AN UNLIKELY ALLIANCE
Rejected by Bertram, Helena embarks on a pilgrimage. She arrives in a Northern village where she meets a poor Hindu widow with a daughter, Diana. Helena learns that Bertram, who is stationed nearby, has tried to seduce Diana, and Helena conspires with the women to trick him. As part of their scheme, Bertram is given Helena’s ring, although he is unaware of its rightful owner.

THE RETURN
Back home, everyone believes that Helena is dead. Bertram returns to his mother’s home in Ambala. He receives consent to remarry, but the Viceroy recognizes the ring he plans to offer with his new marriage proposal. It’s a ring the Viceroy had given to Helena, so he is suspicious of how Bertram obtained it. The Viceroy orders Bertram’s arrest. Diana enters to reveal the true story about the ring, which is proven when Helena steps forward alive to claim her husband.

Directors' Notes

We are excited to stage this unique take on All’s Well at Bard on the Beach, setting one of Shakespeare’s “problem plays” in the midst of problematic times in India.

The decision to place our All’s Well at this pivotal moment in Indian history – the end of British colonial rule – has allowed us to confront issues around the topics of colonization, privilege, identity, culture, race and gender, while at the same time shedding new light on the story of Helena and Bertram.

India may be a “free country” now, but the aftermath of the British occupation is still being experienced through conflicts around its borders, and within the Indian subcontinent and its diverse culture as a whole. The trauma continues to affect generations of South Asians that live in Canada and world wide. The topic is too broad in its scope to be fully investigated in a few hours on stage. With All’s Well we look at this moment in time through the eyes of one woman. Our production takes place in an imagined India, and in a fictionalized version of history – much as Shakespeare fictionalized the history of Britain.

Helena’s relationship with her own culture and identity is complex and deeply experienced in this play, much as matters of identity and cultural
belonging are experienced by Canadians today. What impact will the painful events of abandonment, and her own wanderings, bring to Helena just as her own country enters a period of profound chaos and conflict?

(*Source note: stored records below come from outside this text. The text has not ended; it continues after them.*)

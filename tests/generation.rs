//! End-to-end generation tests.
//!
//! Most tests here run fully offline: a stub searcher hands out URLs that
//! point at a throwaway HTTP server on a loopback socket, so the whole
//! search → fetch → render → assemble path is exercised without leaving the
//! machine. The one live test (real Google CSE + real downloads) is gated
//! behind `CONCRETE_E2E=1` so it never runs in CI by accident.

use concrete_poetry::{
    generate, GenerationProgress, GeneratorConfig, ImageSearch, SubjectError,
};
use futures::future::BoxFuture;
use image::{DynamicImage, ImageFormat, Rgba, RgbaImage};
use std::io::{Cursor, Write};
use std::sync::atomic::{AtomicUsize, Ordering};
use std::sync::Arc;
use tokio::io::{AsyncReadExt, AsyncWriteExt};
use tokio::net::TcpListener;

// ── Test helpers ─────────────────────────────────────────────────────────────

/// PNG bytes of a diagonal gradient — plenty of dynamic range.
fn gradient_png(w: u32, h: u32) -> Vec<u8> {
    let img = DynamicImage::ImageRgba8(RgbaImage::from_fn(w, h, |x, y| {
        let v = ((x + y) * 255 / (w + h - 2).max(1)) as u8;
        Rgba([v, v, v, 255])
    }));
    let mut buf = Vec::new();
    img.write_to(&mut Cursor::new(&mut buf), ImageFormat::Png)
        .unwrap();
    buf
}

/// Serve `body` as a PNG for every request on a loopback socket.
/// Returns the base URL; the server lives until the runtime drops it.
async fn spawn_image_server(body: Vec<u8>) -> String {
    let listener = TcpListener::bind("127.0.0.1:0").await.unwrap();
    let addr = listener.local_addr().unwrap();
    let body = Arc::new(body);

    tokio::spawn(async move {
        loop {
            let Ok((mut sock, _)) = listener.accept().await else {
                break;
            };
            let body = Arc::clone(&body);
            tokio::spawn(async move {
                let mut buf = [0u8; 4096];
                let _ = sock.read(&mut buf).await;
                let header = format!(
                    "HTTP/1.1 200 OK\r\nContent-Type: image/png\r\n\
                     Content-Length: {}\r\nConnection: close\r\n\r\n",
                    body.len()
                );
                let _ = sock.write_all(header.as_bytes()).await;
                let _ = sock.write_all(&body).await;
                let _ = sock.shutdown().await;
            });
        }
    });

    format!("http://{addr}")
}

/// Stub searcher pointing every subject at the stub server, optionally
/// mixing in a dead candidate to exercise the advance-on-failure loop.
struct StubSearch {
    base_url: String,
    with_dead_candidate: bool,
}

impl ImageSearch for StubSearch {
    fn candidates<'a>(
        &'a self,
        subject: &'a str,
    ) -> BoxFuture<'a, Result<Vec<String>, SubjectError>> {
        Box::pin(async move {
            let mut urls = Vec::new();
            if self.with_dead_candidate {
                urls.push("http://dead.invalid/missing.png".to_string());
            }
            urls.push(format!("{}/{}.png", self.base_url, subject.replace(' ', "-")));
            Ok(urls)
        })
    }
}

fn corpus_file(names: &[&str]) -> tempfile::NamedTempFile {
    let mut f = tempfile::NamedTempFile::new().unwrap();
    write!(f, "{}", serde_json::to_string(&names).unwrap()).unwrap();
    f.flush().unwrap();
    f
}

// ── Offline tests ────────────────────────────────────────────────────────────

#[tokio::test]
async fn full_pipeline_renders_every_subject() {
    let base_url = spawn_image_server(gradient_png(80, 40)).await;
    let corpus = corpus_file(&["cat", "dog", "owl", "elk", "fox"]);

    let config = GeneratorConfig::builder()
        .count(5)
        .seed(17)
        .concurrency(4)
        .corpus_path(corpus.path())
        .searcher(Arc::new(StubSearch {
            base_url,
            with_dead_candidate: true,
        }))
        .build()
        .unwrap();

    let output = generate(&config).await.unwrap();

    assert_eq!(output.stats.rendered, 5);
    assert_eq!(output.stats.failed, 0);
    // Candidates are shuffled, so a subject may hit the dead URL first or
    // the good one first; either way every subject lands within 2 tries.
    assert!(
        (5..=10).contains(&output.stats.total_attempts),
        "total_attempts = {}",
        output.stats.total_attempts
    );
    assert_eq!(output.poems().count(), 5);
}

#[tokio::test]
async fn edition_order_is_sampling_order_despite_concurrency() {
    let base_url = spawn_image_server(gradient_png(60, 60)).await;
    let corpus = corpus_file(&["heron", "ibis", "crane", "stork", "egret", "gull"]);

    let make_config = |url: String| {
        GeneratorConfig::builder()
            .count(6)
            .seed(99)
            .concurrency(6)
            .corpus_path(corpus.path())
            .searcher(Arc::new(StubSearch {
                base_url: url,
                with_dead_candidate: false,
            }))
            .build()
            .unwrap()
    };

    let a = generate(&make_config(base_url.clone())).await.unwrap();
    let b = generate(&make_config(base_url)).await.unwrap();

    // Indices are contiguous and ascending.
    for (i, s) in a.subjects.iter().enumerate() {
        assert_eq!(s.index, i);
    }
    // Same seed → same draw, same order, identical blocks.
    let names_a: Vec<_> = a.subjects.iter().map(|s| &s.subject).collect();
    let names_b: Vec<_> = b.subjects.iter().map(|s| &s.subject).collect();
    assert_eq!(names_a, names_b);
    for (x, y) in a.subjects.iter().zip(&b.subjects) {
        assert_eq!(x.block, y.block);
    }
}

#[tokio::test]
async fn html_edition_carries_every_poem_and_no_bare_spaces() {
    let base_url = spawn_image_server(gradient_png(40, 40)).await;
    let corpus = corpus_file(&["cat", "zebra"]);

    let config = GeneratorConfig::builder()
        .count(2)
        .seed(1)
        .corpus_path(corpus.path())
        .searcher(Arc::new(StubSearch {
            base_url,
            with_dead_candidate: false,
        }))
        .build()
        .unwrap();

    let output = generate(&config).await.unwrap();

    for result in &output.subjects {
        assert!(
            output.html.contains(&format!("<h2>{}</h2>", result.subject)),
            "missing poem page for {}",
            result.subject
        );
    }
    // Poem paragraphs keep their class attribute while all text-content
    // blanks are hardened to &nbsp;.
    assert!(output.html.contains("<p class=\"poem\">"));
    let body = output.html.split("<body>").nth(1).unwrap();
    let mut in_tag = false;
    for ch in body.chars() {
        match ch {
            '<' => in_tag = true,
            '>' => in_tag = false,
            ' ' if !in_tag => panic!("HTML body leaked an unescaped space"),
            _ => {}
        }
    }
}

#[tokio::test]
async fn progress_callbacks_fire_once_per_subject() {
    #[derive(Default)]
    struct Counter {
        started: AtomicUsize,
        completed: AtomicUsize,
        failed: AtomicUsize,
    }
    impl GenerationProgress for Counter {
        fn on_subject_start(&self, _i: usize, _s: &str) {
            self.started.fetch_add(1, Ordering::SeqCst);
        }
        fn on_subject_complete(&self, _i: usize, _s: &str, _a: usize) {
            self.completed.fetch_add(1, Ordering::SeqCst);
        }
        fn on_subject_error(&self, _i: usize, _s: &str, _e: &str) {
            self.failed.fetch_add(1, Ordering::SeqCst);
        }
    }

    let base_url = spawn_image_server(gradient_png(30, 30)).await;
    let corpus = corpus_file(&["mole", "vole", "shrew"]);
    let counter = Arc::new(Counter::default());

    let config = GeneratorConfig::builder()
        .count(3)
        .seed(4)
        .corpus_path(corpus.path())
        .searcher(Arc::new(StubSearch {
            base_url,
            with_dead_candidate: false,
        }))
        .progress(Arc::clone(&counter) as Arc<dyn GenerationProgress>)
        .build()
        .unwrap();

    generate(&config).await.unwrap();

    assert_eq!(counter.started.load(Ordering::SeqCst), 3);
    assert_eq!(counter.completed.load(Ordering::SeqCst), 3);
    assert_eq!(counter.failed.load(Ordering::SeqCst), 0);
}

#[tokio::test]
async fn flat_images_exhaust_candidates_and_fail_the_run() {
    // A uniform image has zero dynamic range: the core rejects every
    // candidate, the sourcer exhausts the list, and with a single subject
    // the whole run fails.
    let mut flat = Vec::new();
    DynamicImage::ImageRgba8(RgbaImage::from_pixel(20, 20, Rgba([128, 128, 128, 255])))
        .write_to(&mut Cursor::new(&mut flat), ImageFormat::Png)
        .unwrap();
    let base_url = spawn_image_server(flat).await;
    let corpus = corpus_file(&["cat"]);

    let config = GeneratorConfig::builder()
        .count(1)
        .seed(2)
        .corpus_path(corpus.path())
        .searcher(Arc::new(StubSearch {
            base_url,
            with_dead_candidate: false,
        }))
        .build()
        .unwrap();

    let err = generate(&config).await.unwrap_err();
    assert!(
        err.to_string().contains("dynamic range"),
        "expected the flat-image rejection to surface, got: {err}"
    );
}

// ── Live test (real search API + real downloads) ─────────────────────────────

#[tokio::test]
async fn live_generation() {
    if std::env::var("CONCRETE_E2E").is_err() {
        println!("SKIP — set CONCRETE_E2E=1 (plus GOOGLE_API_KEY / GOOGLE_CSE_ID) to run");
        return;
    }

    let config = GeneratorConfig::builder().count(1).build().unwrap();
    let output = generate(&config).await.expect("live generation failed");
    assert_eq!(output.stats.rendered, 1);
    let (subject, block) = output.poems().next().unwrap();
    println!("{subject}\n{block}");
}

With this production we strive to make Shakespeare accessible to new communities, including the South Asian community in BC, and to invite different communities to experience a small sliver of South Asian history as we have fused it with Shakespeare’s text. It has been both challenging and exhilarating to interpret this play in a new context, augmented by music and dance, and to explore some of the complexities that exist in this diverse and beautiful country. And it has been an exciting journey to collaborate with artists from such richly different backgrounds, practices and perspectives.

We hope you’ll enjoy the ride, ask a few pointed questions of your own and perhaps even get inspired for a debate. Hopefully with some samosas and chai!